Victório Galli é uma figura anacrônica de um Congresso cada vez menos relevante e digno de crédito. Natural de São Paulo, mudou-se para Cuiabá nos anos 1980, projetando-se no cenário político mato-grossense duas décadas mais tarde, amparado pela Assembleia de Deus.
Filiado ao PSC (cujas contas foram reprovadas no ano passado), o deputado é coordenador da bancada do estado na Câmara Federal, e, apesar do razoável rendimento parlamentar, poucos de seus projetos recebem tanto destaque quanto sua fátua obsessão com a homoafetividade.
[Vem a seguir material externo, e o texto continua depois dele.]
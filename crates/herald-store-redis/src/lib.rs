//! # herald-store-redis
//!
//! Redis implementation of the Herald state store capabilities.
//!
//! - [`RedisStateStore`]: [`herald_store::StateStore`] over a
//!   `deadpool-redis` pool. Every call is wrapped in a bounded timeout;
//!   an elapsed timeout surfaces as [`herald_store::StoreError::Timeout`]
//!   and is absorbed by the components above (fail-open, fall-through).
//! - [`RedisBucketStore`]: [`herald_store::AtomicBucketStore`] using a
//!   server-side Lua script, so the refill-and-consume sequence runs
//!   indivisibly inside Redis. Backends without scripting can use
//!   [`herald_store::CasBucketStore`] over [`RedisStateStore`] instead.
//!
//! Pub/sub subscriptions use a dedicated connection (pooled connections
//! cannot enter subscriber mode), created from the configured URL.

mod bucket;
mod config;
mod store;

pub use bucket::RedisBucketStore;
pub use config::RedisConfig;
pub use store::RedisStateStore;

use deadpool_redis::Pool;
use herald_store::StoreError;

/// Create a Redis connection pool from configuration.
///
/// The pool applies the configured timeout to connection acquisition;
/// per-command timeouts are enforced by the store wrapper itself.
pub fn create_pool(config: &RedisConfig) -> Result<Pool, StoreError> {
    use std::time::Duration;

    let mut redis_config = deadpool_redis::Config::from_url(&config.url);
    let mut pool_config = redis_config.get_pool_config();
    pool_config.max_size = config.pool_size;
    pool_config.timeouts.wait = Some(Duration::from_millis(config.timeout_ms));
    pool_config.timeouts.create = Some(Duration::from_millis(config.timeout_ms));
    pool_config.timeouts.recycle = Some(Duration::from_millis(config.timeout_ms));
    redis_config.pool = Some(pool_config);

    redis_config
        .create_pool(Some(deadpool_redis::Runtime::Tokio1))
        .map_err(|e| StoreError::pool(e.to_string()))
}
Inviabilizado de tomar para si o disputadíssimo cajado do agronegócio, Galli, que é pastor de igreja, reassumiu o manejo de seu rebanho — de onde apanhou os 65 mil votos que o elegeram —, e fez do coletivo LGBT seu bode expiatório. Com retórica vazia e infundada, matraqueia sobre engenharia social, liberdade de expressão, e relativismo religioso e moral — e imagina-se ave grande, com crista larga e penas coloridas. Mas de galo o Galli tem apenas o canto: alto e irritante. É infantil como um pinto. Aquele amarelinho, que bate as asas, faz piu piu, mas tem muito medo é do gavião.
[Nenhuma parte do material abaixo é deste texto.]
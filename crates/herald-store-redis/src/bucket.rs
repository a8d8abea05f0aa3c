//! Server-side scripted token bucket.
//!
//! The whole refill-and-consume sequence runs as one Lua script, so two
//! concurrent checks for the same identifier are strictly serialized by
//! Redis itself. The bucket lives in a hash `{tokens, refreshed_at}`
//! with a PEXPIRE equal to the full-refill time, so idle identifiers
//! self-expire.

use async_trait::async_trait;
use deadpool_redis::Pool;
use std::sync::LazyLock;
use std::time::Duration;

use herald_store::{AtomicBucketStore, BucketParams, BucketSnapshot, StoreError};

use crate::config::RedisConfig;

/// ARGV: refill rate (tokens/sec), max tokens, now (unix ms), cost,
/// bucket TTL (ms). Returns {allowed, tokens-after} with tokens encoded
/// as a string because Lua numbers lose precision through RESP integers.
static TOKEN_BUCKET: LazyLock<redis::Script> = LazyLock::new(|| {
    redis::Script::new(
        r"
        local refill_rate = tonumber(ARGV[1])
        local max_tokens = tonumber(ARGV[2])
        local now_ms = tonumber(ARGV[3])
        local cost = tonumber(ARGV[4])
        local ttl_ms = tonumber(ARGV[5])

        local state = redis.call('HMGET', KEYS[1], 'tokens', 'refreshed_at')
        local tokens = tonumber(state[1])
        local refreshed_at = tonumber(state[2])

        if tokens == nil or refreshed_at == nil then
            tokens = max_tokens
            refreshed_at = now_ms
        end

        local elapsed_ms = now_ms - refreshed_at
        if elapsed_ms > 0 then
            tokens = math.min(max_tokens, tokens + (elapsed_ms / 1000.0) * refill_rate)
        end

        local allowed = 0
        if tokens >= cost then
            tokens = tokens - cost
            allowed = 1
        end

        redis.call('HSET', KEYS[1], 'tokens', tokens, 'refreshed_at', now_ms)
        redis.call('PEXPIRE', KEYS[1], ttl_ms)
        return {allowed, tostring(tokens)}
        ",
    )
});

/// [`AtomicBucketStore`] backed by the Lua script above.
#[derive(Clone)]
pub struct RedisBucketStore {
    pool: Pool,
    timeout: Duration,
}

impl RedisBucketStore {
    pub fn new(pool: Pool, config: &RedisConfig) -> Self {
        Self {
            pool,
            timeout: Duration::from_millis(config.timeout_ms),
        }
    }
}

#[async_trait]
impl AtomicBucketStore for RedisBucketStore {
    async fn check_and_consume(
        &self,
        key: &str,
        params: &BucketParams,
        now_ms: i64,
        cost: f64,
    ) -> Result<BucketSnapshot, StoreError> {
        let invoke = async {
            let mut conn = self
                .pool
                .get()
                .await
                .map_err(|e| StoreError::pool(e.to_string()))?;

            let (allowed, tokens): (i64, String) = TOKEN_BUCKET
                .key(key)
                .arg(params.refill_rate)
                .arg(params.max_tokens())
                .arg(now_ms)
                .arg(cost)
                .arg(params.full_refill_ttl().as_millis().max(1) as u64)
                .invoke_async(&mut conn)
                .await
                .map_err(|e| StoreError::response(e.to_string()))?;

            let tokens: f64 = tokens
                .parse()
                .map_err(|_| StoreError::response(format!("bad bucket tokens reply: {tokens}")))?;

            Ok(BucketSnapshot {
                allowed: allowed == 1,
                tokens,
            })
        };

        match tokio::time::timeout(self.timeout, invoke).await {
            Ok(result) => result,
            Err(_) => Err(StoreError::timeout("check_and_consume")),
        }
    }
}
Míope social, o deputado se autointitula “pessoa justa e honesta”, na cruzada contra a “inversão de valores”. “Representante dos heterossexuais”, o parlamentar afirmou, na semana passada, que “estudo profundo” constatou que o personagem Mickey Mouse é gay — e que a Walt Disney Company, “um zoológico de veados”, “faz apologia à homossexualidade” com o objetivo de “enganar e destruir famílias”. Rinha de pinto e rato.
Galli — o homem tão ameaçado com a sexualidade de um camundongo de desenho animado — vale-se de um discurso que não é meramente pessoal. Ele é porta-voz de um grave radicalismo religioso que, de forma alarmante, tem ganhado adesões em massa em Mato Grosso. Sua fala fraca, atrasada e preconceituosa abrange tramas místicas, mensagens subliminares, subversões religiosas e teorias conspiratórias, que convencem um público carente de espiritualidade, de lucidez, e de empatia.
O pastor-congressista apelida de “opinião” a feroz intolerância que doma as suas pregações. Atribui um valor político-social a declarações que atentam contra a liberdade sexual. As bicadas de Galli não foram direcionadas ao Mickey. Seu ataque foi contra a pluralidade, contra a própria democracia — e, em especial, contra o pensamento.
O confronto atual não é entre direita e esquerda, cristãos e ateus, héteros e homos, como propugna o deputado. O confronto atual, na melhor interpretação de Simone Beauvoir feita por Eliane Brum, é entre os que pensam e os que não pensam. E este é um tempo difícil para quem pensa. É um tempo ruim para corações libertários.
Causa-me indignação que um espaço conquistado pelo voto popular seja empregado para semear discriminação. Causa-me indignação observar que Galli celebra, com escárnio, as manchetes vexatórias obtidas por meio de suas convicções segregadoras. É além de vergonhoso. É imoral. Penso, em seguida, que a maldade (ou o diabo…) está nos olhos de quem vê.
Penso na quantidade de mortes, brutalidades e violências que permeiam a comunidade LGBT, e nos direitos a ela negados ou negligenciados. Penso, por fim, que “amai-vos uns aos outros” é um pilar não só da Assembleia de Deus, mas do cristianismo. E me ofendo. E me revolto com o coeficiente de involução ao qual o ser humano se arrisca. E me solidarizo.
Victório Galli, no entanto, merece compaixão, e não zombaria. É preciso oferecer a outra face. Merece ser ouvido, e então derrotado. A sugestão de terapia se mostra pertinente para quem parece precisar de ajuda — com uma remuneração de R$33 mil, auxílio-moradia de R$4 mil, cota de R$30 mil, e verba de gabinete de R$92 mil, o deputado consegue arcar com algumas sessões, e então pode até se ocupar de problemas reais de Mato Grosso.
Marcelo Dantas Ribeiro é bacharel em Direito pela UFMT.